[I co-authored The Aspen Institute’s Summary Report of their 2019 Winter Energy Roundtable: Decarbonizing the Electricity Sector & Beyond along with Jim Connaughton and Dave Grossman. I was co-chair of the Aspen Institute’s Clean Energy Forum for seven years.]
Aspen Institute Report Contents
The latest Intergovernmental Panel on Climate Change (IPCC) report has intensified the focus on measures to achieve deep decarbonization. For the United States, most experts say that, if the aim is to be on a 1.5°C pathway, the United States must transition to a net-zero carbon profile economy-wide by around mid-century, going negative thereafter.

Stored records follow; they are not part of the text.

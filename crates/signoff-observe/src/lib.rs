//! Observability for Signoff: tracing subscriber setup with optional
//! OpenTelemetry span export.

pub mod tracing_setup;

pub use tracing_setup::{DEFAULT_FILTER, LogFormat, init_tracing, shutdown_tracing};
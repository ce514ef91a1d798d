//! Database pool with split reader/writer connections in WAL mode.
//!
//! SQLite allows only one writer at a time, so writes go through a
//! single-connection pool while reads use a multi-connection pool. The
//! single writer also means every write transaction is serialized.

use sqlx::sqlite::{SqliteConnectOptions, SqliteJournalMode, SqlitePool, SqlitePoolOptions};
use std::str::FromStr;

/// Split read/write pool for SQLite with WAL mode.
///
/// - `reader`: up to 8 connections for SELECT queries.
/// - `writer`: one connection for INSERT/UPDATE/DELETE.
#[derive(Clone)]
pub struct DatabasePool {
    pub reader: SqlitePool,
    pub writer: SqlitePool,
}

impl DatabasePool {
    /// Open both pools and run migrations on the writer.
    pub async fn new(database_url: &str) -> Result<Self, sqlx::Error> {
        let base_opts = SqliteConnectOptions::from_str(database_url)?
            .journal_mode(SqliteJournalMode::Wal)
            .foreign_keys(true)
            .busy_timeout(std::time::Duration::from_secs(5))
            .create_if_missing(true);

        let read_opts = base_opts.clone().read_only(true);

        let writer = SqlitePoolOptions::new()
            .max_connections(1)
            .connect_with(base_opts)
            .await?;

        sqlx::migrate!("../../migrations").run(&writer).await?;

        let reader = SqlitePoolOptions::new()
            .max_connections(8)
            .connect_with(read_opts)
            .await?;

        tracing::debug!(url = database_url, "database pool ready");
        Ok(Self { reader, writer })
    }

    /// Round-trip a trivial query on the reader.
    pub async fn ping(&self) -> Result<(), sqlx::Error> {
        sqlx::query("SELECT 1").execute(&self.reader).await?;
        Ok(())
    }

    /// Close both pools, checkpointing the WAL on the last writer close.
    pub async fn close(&self) {
        self.reader.close().await;
        self.writer.close().await;
    }
}
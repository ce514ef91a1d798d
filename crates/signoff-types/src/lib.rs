//! Shared domain types for Signoff.
//!
//! Workflow definitions, request instances, the directory (users, roles,
//! permissions), audit entries, configuration and error types.
//!
//! Zero infrastructure dependencies -- only serde, uuid, chrono, thiserror.

pub mod audit;
pub mod config;
pub mod definition;
pub mod directory;
pub mod error;
pub mod event;
pub mod id;
pub mod instance;
//! Users, roles, permissions and the resolved acting identity.

use chrono::{DateTime, Utc};
use serde::{Deserialize, Serialize};

use crate::id::{PermissionId, RoleId, UserId};

#[derive(Debug, Clone, Serialize, Deserialize)]
pub struct User {
    pub id: UserId,
    pub username: String,
    pub full_name: String,
    pub is_active: bool,
    pub role_ids: Vec<RoleId>,
    pub created_at: DateTime<Utc>,
}

#[derive(Debug, Clone, Serialize, Deserialize)]
pub struct Role {
    pub id: RoleId,
    pub name: String,
    pub description: Option<String>,
    pub permission_ids: Vec<PermissionId>,
    pub created_at: DateTime<Utc>,
}

/// Granular capability, e.g. `finance:approve`.
#[derive(Debug, Clone, Serialize, Deserialize)]
pub struct Permission {
    pub id: PermissionId,
    pub name: String,
    pub resource: String,
    pub action: String,
    pub description: Option<String>,
    pub created_at: DateTime<Utc>,
}

/// The authenticated identity on whose behalf an engine call runs.
///
/// Resolved once per request at the transport boundary and passed
/// explicitly into every engine and task query call.
#[derive(Debug, Clone, Serialize, Deserialize)]
pub struct Actor {
    pub user_id: UserId,
    pub username: String,
    pub role_ids: Vec<RoleId>,
    /// Union of the permissions granted by all of the actor's roles.
    pub permission_ids: Vec<PermissionId>,
    /// Holds the configured admin role; bypasses step gates.
    pub is_admin: bool,
}

impl Actor {
    pub fn has_role(&self, role: &RoleId) -> bool {
        self.role_ids.contains(role)
    }

    pub fn has_permission(&self, permission: &PermissionId) -> bool {
        self.permission_ids.contains(permission)
    }
}

#[derive(Debug, Clone, Serialize, Deserialize)]
pub struct CreateUserRequest {
    pub username: String,
    pub full_name: Option<String>,
    #[serde(default)]
    pub role_names: Vec<String>,
}

#[derive(Debug, Clone, Serialize, Deserialize)]
pub struct CreateRoleRequest {
    pub name: String,
    pub description: Option<String>,
    #[serde(default)]
    pub permission_names: Vec<String>,
}

#[derive(Debug, Clone, Serialize, Deserialize)]
pub struct CreatePermissionRequest {
    pub name: String,
    pub resource: String,
    pub action: String,
    pub description: Option<String>,
}
//! Step executor: applies a decision to the current step of an instance.
//!
//! One decision per instance may be in flight in this process; a second
//! concurrent call is refused rather than queued. The repository's version
//! check covers writers in other processes. A call either persists the full
//! transition with its audit entry or nothing.

use std::sync::Arc;

use dashmap::DashMap;
use tokio::sync::Mutex;

use signoff_types::directory::Actor;
use signoff_types::error::{EngineError, RepositoryError};
use signoff_types::id::InstanceId;
use signoff_types::instance::RequestInstance;

use crate::clock::Clock;
use crate::engine::transition::{Decision, apply_decision};
use crate::event::EventBus;
use crate::repository::instance::InstanceRepository;

pub struct StepExecutor<I: InstanceRepository> {
    instances: I,
    clock: Arc<dyn Clock>,
    events: EventBus,
    locks: DashMap<InstanceId, Arc<Mutex<()>>>,
}

impl<I: InstanceRepository> StepExecutor<I> {
    pub fn new(instances: I, clock: Arc<dyn Clock>, events: EventBus) -> Self {
        Self {
            instances,
            clock,
            events,
            locks: DashMap::new(),
        }
    }

    fn lock_for(&self, id: &InstanceId) -> Arc<Mutex<()>> {
        self.locks.entry(*id).or_default().clone()
    }

    async fn load(&self, instance_id: &InstanceId) -> Result<RequestInstance, EngineError> {
        self.instances
            .get_by_id(instance_id)
            .await?
            .ok_or_else(|| EngineError::NotFound(format!("request {instance_id}")))
    }

    /// Apply `decision` to the current pending step of `instance_id`.
    ///
    /// The decision is bound to the version the caller names, or to the
    /// version stored when the call arrives. A call that finds another
    /// decision in flight, or the instance moved past that version, gets
    /// `Conflict("stale instance state")` and should reload and retry.
    pub async fn process(
        &self,
        instance_id: &InstanceId,
        actor: &Actor,
        decision: Decision,
    ) -> Result<RequestInstance, EngineError> {
        let observed = match decision.expected_version {
            Some(version) => version,
            None => self.load(instance_id).await?.version,
        };

        let lock = self.lock_for(instance_id);
        let result = match lock.try_lock() {
            Ok(_guard) => self.decide(instance_id, actor, &decision, observed).await,
            Err(_) => Err(EngineError::stale()),
        };

        drop(lock);
        self.locks
            .remove_if(instance_id, |_, entry| Arc::strong_count(entry) == 1);
        result
    }

    async fn decide(
        &self,
        instance_id: &InstanceId,
        actor: &Actor,
        decision: &Decision,
        observed: i64,
    ) -> Result<RequestInstance, EngineError> {
        let current = self.load(instance_id).await?;
        if current.version != observed {
            return Err(EngineError::stale());
        }

        let applied = apply_decision(&current, actor, decision, self.clock.now())?;

        self.instances
            .save_transition(&applied.instance, current.version, &applied.audit)
            .await
            .map_err(|e| match e {
                RepositoryError::Conflict(_) => EngineError::stale(),
                other => other.into(),
            })?;

        tracing::info!(
            request_id = %instance_id,
            actor = %actor.username,
            outcome = %decision.outcome.trim(),
            status = %applied.instance.status,
            version = applied.instance.version,
            "step decided"
        );

        for event in applied.events {
            self.events.publish(event);
        }

        Ok(applied.instance)
    }
}
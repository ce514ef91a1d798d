//! In-memory repository fakes and fixtures for engine and service tests.

use std::collections::HashMap;
use std::sync::{Arc, Mutex, MutexGuard};

use chrono::{DateTime, Utc};
use serde_json::json;

use signoff_types::audit::AuditLogEntry;
use signoff_types::definition::{StepDefinition, TransitionRule, WorkflowDefinition};
use signoff_types::directory::{Actor, Permission, Role, User};
use signoff_types::error::RepositoryError;
use signoff_types::id::{DefinitionId, InstanceId, PermissionId, RoleId, UserId};
use signoff_types::instance::{InstanceStatus, RequestInstance, SlaBreach};

use crate::engine::transition::initial_instance;
use crate::repository::audit::AuditRepository;
use crate::repository::definition::DefinitionRepository;
use crate::repository::directory::DirectoryRepository;
use crate::repository::instance::{InstanceFilter, InstanceRepository};

#[derive(Default)]
struct State {
    definitions: Vec<WorkflowDefinition>,
    instances: HashMap<InstanceId, RequestInstance>,
    audit: Vec<AuditLogEntry>,
    breaches: Vec<SlaBreach>,
    permissions: Vec<Permission>,
    roles: Vec<Role>,
    users: Vec<User>,
    tokens: HashMap<String, UserId>,
}

/// One shared store implementing every repository trait.
///
/// Clones share state, so the same store can be handed to several services.
#[derive(Clone, Default)]
pub struct InMemoryStore {
    state: Arc<Mutex<State>>,
}

impl InMemoryStore {
    fn lock(&self) -> MutexGuard<'_, State> {
        match self.state.lock() {
            Ok(guard) => guard,
            Err(poisoned) => poisoned.into_inner(),
        }
    }

    pub fn audit_entries(&self) -> Vec<AuditLogEntry> {
        self.lock().audit.clone()
    }

    pub fn breaches(&self) -> Vec<SlaBreach> {
        self.lock().breaches.clone()
    }

    /// Overwrite an instance without any checks.
    pub fn put_instance(&self, instance: RequestInstance) {
        self.lock().instances.insert(instance.id, instance);
    }
}

impl DefinitionRepository for InMemoryStore {
    async fn create(
        &self,
        definition: &WorkflowDefinition,
        audit: &AuditLogEntry,
    ) -> Result<(), RepositoryError> {
        let mut state = self.lock();
        if state.definitions.iter().any(|d| d.name == definition.name) {
            return Err(RepositoryError::Conflict(format!(
                "workflow '{}' already exists",
                definition.name
            )));
        }
        state.definitions.push(definition.clone());
        state.audit.push(audit.clone());
        Ok(())
    }

    async fn get_by_id(
        &self,
        id: &DefinitionId,
    ) -> Result<Option<WorkflowDefinition>, RepositoryError> {
        Ok(self.lock().definitions.iter().find(|d| d.id == *id).cloned())
    }

    async fn list(&self) -> Result<Vec<WorkflowDefinition>, RepositoryError> {
        let mut all = self.lock().definitions.clone();
        all.sort_by(|a, b| a.name.cmp(&b.name));
        Ok(all)
    }

    async fn set_active(
        &self,
        id: &DefinitionId,
        is_active: bool,
        audit: &AuditLogEntry,
    ) -> Result<(), RepositoryError> {
        let mut state = self.lock();
        let definition = state
            .definitions
            .iter_mut()
            .find(|d| d.id == *id)
            .ok_or(RepositoryError::NotFound)?;
        definition.is_active = is_active;
        state.audit.push(audit.clone());
        Ok(())
    }

    async fn delete_unreferenced(
        &self,
        id: &DefinitionId,
        audit: &AuditLogEntry,
    ) -> Result<(), RepositoryError> {
        let mut state = self.lock();
        if !state.definitions.iter().any(|d| d.id == *id) {
            return Err(RepositoryError::NotFound);
        }
        if state
            .instances
            .values()
            .any(|i| i.definition_id == *id && !i.status.is_terminal())
        {
            return Err(RepositoryError::Conflict(
                "workflow is referenced by open requests".to_string(),
            ));
        }
        state.definitions.retain(|d| d.id != *id);
        state.audit.push(audit.clone());
        Ok(())
    }

    async fn count(&self) -> Result<u64, RepositoryError> {
        Ok(self.lock().definitions.len() as u64)
    }
}

impl InstanceRepository for InMemoryStore {
    async fn insert(
        &self,
        instance: &RequestInstance,
        audit: &AuditLogEntry,
    ) -> Result<(), RepositoryError> {
        let mut state = self.lock();
        match state.definitions.iter().find(|d| d.id == instance.definition_id) {
            None => return Err(RepositoryError::NotFound),
            Some(d) if !d.is_active => {
                return Err(RepositoryError::Conflict("workflow is inactive".to_string()));
            }
            Some(_) => {}
        }
        state.instances.insert(instance.id, instance.clone());
        state.audit.push(audit.clone());
        Ok(())
    }

    async fn get_by_id(&self, id: &InstanceId) -> Result<Option<RequestInstance>, RepositoryError> {
        // Suspend like a real read so concurrent callers interleave.
        tokio::task::yield_now().await;
        Ok(self.lock().instances.get(id).cloned())
    }

    async fn list(&self, filter: &InstanceFilter) -> Result<Vec<RequestInstance>, RepositoryError> {
        let mut matching: Vec<RequestInstance> = self
            .lock()
            .instances
            .values()
            .filter(|i| filter.status.is_none_or(|s| i.status == s))
            .filter(|i| filter.requester_id.is_none_or(|r| i.requester_id == r))
            .cloned()
            .collect();
        matching.sort_by(|a, b| b.created_at.cmp(&a.created_at));
        let offset = filter.offset.unwrap_or(0).max(0) as usize;
        let limit = filter.limit.unwrap_or(i64::MAX).max(0) as usize;
        Ok(matching.into_iter().skip(offset).take(limit).collect())
    }

    async fn list_open(&self) -> Result<Vec<RequestInstance>, RepositoryError> {
        let mut open: Vec<RequestInstance> = self
            .lock()
            .instances
            .values()
            .filter(|i| !i.status.is_terminal())
            .cloned()
            .collect();
        open.sort_by(|a, b| a.created_at.cmp(&b.created_at));
        Ok(open)
    }

    async fn save_transition(
        &self,
        instance: &RequestInstance,
        expected_version: i64,
        audit: &AuditLogEntry,
    ) -> Result<(), RepositoryError> {
        let mut state = self.lock();
        let stored = state
            .instances
            .get(&instance.id)
            .ok_or(RepositoryError::NotFound)?;
        if stored.version != expected_version {
            return Err(RepositoryError::Conflict("stale instance state".to_string()));
        }
        state.instances.insert(instance.id, instance.clone());
        state.audit.push(audit.clone());
        Ok(())
    }

    async fn record_breach(
        &self,
        breach: &SlaBreach,
        audit: &AuditLogEntry,
        escalated: Option<(&RequestInstance, i64)>,
    ) -> Result<bool, RepositoryError> {
        let mut state = self.lock();
        if state
            .breaches
            .iter()
            .any(|b| b.instance_id == breach.instance_id && b.step_index == breach.step_index)
        {
            return Ok(false);
        }
        if let Some((instance, expected_version)) = escalated {
            let stored = state
                .instances
                .get(&instance.id)
                .ok_or(RepositoryError::NotFound)?;
            if stored.version != expected_version {
                return Err(RepositoryError::Conflict("stale instance state".to_string()));
            }
            state.instances.insert(instance.id, instance.clone());
        }
        state.breaches.push(breach.clone());
        state.audit.push(audit.clone());
        Ok(true)
    }

    async fn count_by_status(&self) -> Result<Vec<(InstanceStatus, u64)>, RepositoryError> {
        let mut counts: HashMap<InstanceStatus, u64> = HashMap::new();
        for instance in self.lock().instances.values() {
            *counts.entry(instance.status).or_default() += 1;
        }
        Ok(counts.into_iter().collect())
    }

    async fn count_breaches(&self) -> Result<u64, RepositoryError> {
        Ok(self.lock().breaches.len() as u64)
    }
}

impl AuditRepository for InMemoryStore {
    async fn append(&self, entry: &AuditLogEntry) -> Result<(), RepositoryError> {
        self.lock().audit.push(entry.clone());
        Ok(())
    }

    async fn list_for_instance(
        &self,
        instance_id: &InstanceId,
    ) -> Result<Vec<AuditLogEntry>, RepositoryError> {
        Ok(self
            .lock()
            .audit
            .iter()
            .filter(|e| e.instance_id == Some(*instance_id))
            .cloned()
            .collect())
    }

    async fn list_recent(&self, limit: i64) -> Result<Vec<AuditLogEntry>, RepositoryError> {
        Ok(self
            .lock()
            .audit
            .iter()
            .rev()
            .take(limit.max(0) as usize)
            .cloned()
            .collect())
    }
}

impl DirectoryRepository for InMemoryStore {
    async fn create_permission(&self, permission: &Permission) -> Result<(), RepositoryError> {
        let mut state = self.lock();
        if state.permissions.iter().any(|p| p.name == permission.name) {
            return Err(RepositoryError::Conflict(format!(
                "permission '{}' already exists",
                permission.name
            )));
        }
        state.permissions.push(permission.clone());
        Ok(())
    }

    async fn list_permissions(&self) -> Result<Vec<Permission>, RepositoryError> {
        Ok(self.lock().permissions.clone())
    }

    async fn get_permission_by_name(&self, name: &str) -> Result<Option<Permission>, RepositoryError> {
        Ok(self.lock().permissions.iter().find(|p| p.name == name).cloned())
    }

    async fn create_role(&self, role: &Role) -> Result<(), RepositoryError> {
        let mut state = self.lock();
        if state.roles.iter().any(|r| r.name == role.name) {
            return Err(RepositoryError::Conflict(format!(
                "role '{}' already exists",
                role.name
            )));
        }
        state.roles.push(role.clone());
        Ok(())
    }

    async fn list_roles(&self) -> Result<Vec<Role>, RepositoryError> {
        Ok(self.lock().roles.clone())
    }

    async fn get_role_by_name(&self, name: &str) -> Result<Option<Role>, RepositoryError> {
        Ok(self.lock().roles.iter().find(|r| r.name == name).cloned())
    }

    async fn grant_permission(
        &self,
        role_id: &RoleId,
        permission_id: &PermissionId,
    ) -> Result<(), RepositoryError> {
        let mut state = self.lock();
        let role = state
            .roles
            .iter_mut()
            .find(|r| r.id == *role_id)
            .ok_or(RepositoryError::NotFound)?;
        if !role.permission_ids.contains(permission_id) {
            role.permission_ids.push(*permission_id);
        }
        Ok(())
    }

    async fn create_user(&self, user: &User) -> Result<(), RepositoryError> {
        let mut state = self.lock();
        if state.users.iter().any(|u| u.username == user.username) {
            return Err(RepositoryError::Conflict(format!(
                "user '{}' already exists",
                user.username
            )));
        }
        state.users.push(user.clone());
        Ok(())
    }

    async fn list_users(&self) -> Result<Vec<User>, RepositoryError> {
        Ok(self.lock().users.clone())
    }

    async fn get_user(&self, id: &UserId) -> Result<Option<User>, RepositoryError> {
        Ok(self.lock().users.iter().find(|u| u.id == *id).cloned())
    }

    async fn get_user_by_username(&self, username: &str) -> Result<Option<User>, RepositoryError> {
        Ok(self.lock().users.iter().find(|u| u.username == username).cloned())
    }

    async fn assign_role(&self, user_id: &UserId, role_id: &RoleId) -> Result<(), RepositoryError> {
        let mut state = self.lock();
        let user = state
            .users
            .iter_mut()
            .find(|u| u.id == *user_id)
            .ok_or(RepositoryError::NotFound)?;
        if !user.role_ids.contains(role_id) {
            user.role_ids.push(*role_id);
        }
        Ok(())
    }

    async fn permissions_for_roles(
        &self,
        role_ids: &[RoleId],
    ) -> Result<Vec<PermissionId>, RepositoryError> {
        let mut out: Vec<PermissionId> = Vec::new();
        for role in self.lock().roles.iter().filter(|r| role_ids.contains(&r.id)) {
            for permission in &role.permission_ids {
                if !out.contains(permission) {
                    out.push(*permission);
                }
            }
        }
        Ok(out)
    }

    async fn store_token(
        &self,
        user_id: &UserId,
        token_hash: &str,
        _label: &str,
    ) -> Result<(), RepositoryError> {
        self.lock().tokens.insert(token_hash.to_string(), *user_id);
        Ok(())
    }

    async fn find_user_by_token_hash(&self, token_hash: &str) -> Result<Option<User>, RepositoryError> {
        let state = self.lock();
        let Some(user_id) = state.tokens.get(token_hash) else {
            return Ok(None);
        };
        Ok(state
            .users
            .iter()
            .find(|u| u.id == *user_id && u.is_active)
            .cloned())
    }

    async fn count_users(&self) -> Result<u64, RepositoryError> {
        Ok(self.lock().users.len() as u64)
    }
}

// ---------------------------------------------------------------------------
// Fixtures
// ---------------------------------------------------------------------------

pub fn step(order: u32, name: &str, role: Option<RoleId>, sla_hours: u32) -> StepDefinition {
    StepDefinition {
        step_order: order,
        name: name.to_string(),
        description: None,
        required_role_id: role,
        required_permission_id: None,
        sla_hours,
        is_conditional: false,
    }
}

pub fn rule(from: u32, outcome: &str, to: Option<u32>) -> TransitionRule {
    TransitionRule {
        from_step_order: from,
        outcome: outcome.to_string(),
        to_step_order: to,
        condition: None,
        final_status: None,
    }
}

/// Manager approval (24h) followed by finance approval (48h).
pub fn scenario_definition(manager: RoleId, finance: RoleId) -> WorkflowDefinition {
    WorkflowDefinition {
        id: DefinitionId::new(),
        name: "Expense claim".to_string(),
        description: Some("Two-level approval".to_string()),
        is_active: true,
        steps: vec![
            step(1, "Manager approval", Some(manager), 24),
            step(2, "Finance approval", Some(finance), 48),
        ],
        transitions: vec![
            rule(1, "APPROVED", Some(2)),
            rule(1, "REJECTED", None),
            rule(2, "APPROVED", None),
            rule(2, "REJECTED", None),
        ],
        created_by: None,
        created_at: Utc::now(),
    }
}

pub fn instance_for(definition: &WorkflowDefinition, now: DateTime<Utc>) -> RequestInstance {
    initial_instance(definition, UserId::new(), json!({"amount": 420}), now)
        .expect("fixture definition has a step 1")
}

pub fn actor_with_roles(role_ids: Vec<RoleId>) -> Actor {
    Actor {
        user_id: UserId::new(),
        username: "tester".to_string(),
        role_ids,
        permission_ids: Vec::new(),
        is_admin: false,
    }
}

At the 2019 Aspen Institute Winter Energy Roundtable, February 25-28, ~50 executives, entrepreneurs, policy makers and thought leaders gathered to tackle how the US can achieve economy-wide decarbonization on a scientifically called-for timeline while ensuring national economic competitiveness and a just transition.
During these discussions, the group agreed that there are five basic elements necessary to decarbonize the energy system: (1) employ energy efficiency to the maximum degree; (2) decarbonize the electricity supply; (3) electrify other sectors as much as possible, including heat, transportation, and industrial processes; (4) use zero-carbon fuels for the areas that cannot be effectively electrified; and (5) use carbon capture, utilization, and storage (CCUS) and carbon dioxide removal (CDR) for areas where fossil fuels are still needed and for achieving negative emissions.